Swimmer Maggie Mac Neil was just added to Team Canada Jan. 22. and will compete in her first Olympic games this summer.

Swimming Canada would typically make the athletes earn a spot at trials in the spring, however six world-class swimmers were given an automatic berth.

"With trials and the two-week quarantine, I would have had to make a decision soon about when to return to Canada," says Mac Neil, who won a pair of races this weekend for the University of Michigan.

"I would have had to give enough time to train for trials and get back in shape for the meet. It’s great that I get to stay here and finish my season for the University of Michigan."

Her appointment to the team comes as reports continue to swirl about whether the games will actually take place in Tokyo, Japan this summer.

International Olympic Committee (IOC) members debunked rumours the games will be cancelled, but those uncertainties have already taken a toll on the competitors.

"It has been challenging for a lot of athletes to hear rumours and speculations all the time," says Kylie Masse of LaSalle, Ont.

"Personally I put my blinders on, and focus on important organizations and federations that should influence the information I should be getting. I'm listening to Swimming Canada, the IOC, COC [Canadian Olympic Committee] and not getting caught up in rumours and speculations. The more you listen to those things the more you can get in your head, and I don't think it's beneficial for me to begin to believe they are not going to happen."

Mac Neil agreed, saying she's taking advice from Swimming Canada.

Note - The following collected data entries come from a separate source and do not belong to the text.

//! Fragment accumulation through `parse`.

use pretty_assertions::assert_eq;
use widlc::{ErrorKind, Parser, ParserConfig};

use crate::common::{finish_ok, member_names, parser_with};

#[test]
fn forward_references_across_fragments() {
    let parser = parser_with(&[
        "interface Child : Parent { attribute Thing thing; };",
        "interface Parent { attribute long base; };",
        "enum Thing { \"on\", \"off\" };",
    ]);
    let defs = finish_ok(&parser);
    assert_eq!(defs.len(), 3);
    assert_eq!(member_names(&defs, &parser, "Child"), vec!["thing", "base"]);
}

#[test]
fn partials_merge_across_fragments() {
    let parser = parser_with(&[
        "partial interface A { void later(); };",
        "interface A { attribute long first; };",
    ]);
    let defs = finish_ok(&parser);
    assert_eq!(member_names(&defs, &parser, "A"), vec!["first", "later"]);
}

#[test]
fn declarations_keep_encounter_order() {
    let parser = parser_with(&["enum E { \"a\" }; interface B {};", "typedef long T;"]);
    let defs = finish_ok(&parser);
    let names: Vec<&str> = defs
        .declarations
        .iter()
        .map(|d| parser.name(d.name()))
        .collect();
    assert_eq!(names, vec!["E", "B", "T"]);
}

#[test]
fn syntax_error_aborts_only_that_call() {
    let mut parser = parser_with(&["interface A { attribute long x; };"]);
    let err = parser
        .parse("interface B { attribute long };")
        .expect_err("missing attribute name");
    assert_eq!(err.kind, ErrorKind::Syntax);

    parser.parse("interface C {};").expect("parser still usable");
    let defs = finish_ok(&parser);
    let names: Vec<&str> = defs
        .declarations
        .iter()
        .map(|d| parser.name(d.name()))
        .collect();
    assert_eq!(names, vec!["A", "C"]);
}

#[test]
fn unterminated_string_is_a_syntax_error() {
    let mut parser = Parser::default();
    let err = parser.parse("enum E { \"open };").expect_err("unterminated");
    assert_eq!(err.kind, ErrorKind::Syntax);
    assert!(parser.state().fragments.is_empty());
}

#[test]
fn implements_statement_folds_like_includes() {
    let parser = parser_with(&[
        "interface A { attribute long a; };
         interface B { attribute long b; };
         A implements B;",
    ]);
    let defs = finish_ok(&parser);
    assert_eq!(member_names(&defs, &parser, "A"), vec!["a", "b"]);
}

#[test]
fn implements_can_be_disabled() {
    let mut parser = Parser::new(ParserConfig::default().with_allow_implements(false));
    let err = parser
        .parse("interface A {}; interface B {}; A implements B;")
        .expect_err("implements disabled");
    assert_eq!(err.kind, ErrorKind::Syntax);
}

#[test]
fn named_fragments_show_in_diagnostics() {
    let mut parser = Parser::default();
    let err = parser
        .parse_named("broken.webidl", "\ninterface {")
        .expect_err("missing name");
    let rendered = parser.render(&err);
    assert!(rendered.starts_with("broken.webidl:2:"), "{rendered}");
    assert!(rendered.contains("error[W0001]"), "{rendered}");
}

"They told us strictly not to follow the news because everything can change," says Mac Neil. "It's important to focus on training and we'll see what happens with Olympics in a month or two."

At Western University's Centre for Olympic Studies, former Olympian Angela Schneider is keeping a close eye on all the news surrounding the games.

"The IOC, [Canadian Olympic Association], IPC [International Paralympic Committee] all closed ranks and said we have not cancelled and we are still trying," says Schneider. "They says there is a playbook to be released in February with ways to make this safe and make it happen."

She says with rising case counts around the world, new variants being discovered, and Japan not rolling out vaccines yet, there is plenty of uncertainty.

Schneider says the probability of the games taking place is not high, but it's important for athletes to keep high hopes.

"A very small percentage of athletes go on to do two Olympiads," says Schneider.

"The next time the Summer Games come around is 2024 in France. What athletes will be at the top of their game in 2024? It’s not going to a high percentage."

If the games do take place, Mac Neil will be ready to compete.

"I'm always reading the news so the most important thing is focus on training," says Mac Neil, the world butterfly champion. "It's better to be prepared for a games that doesn't happen, then not be prepared and have the games go on."

Mac Neil joins decathlete Damian Warner and pole vaulter Alysha Newman as locks to make Team Canada.

Soccer players Jessie Fleming and Shelina Zadorsky are part of a 29-player squad named to the SheBelievesCup in Florida next month. Canada Soccer will take 18 players to the Olympics.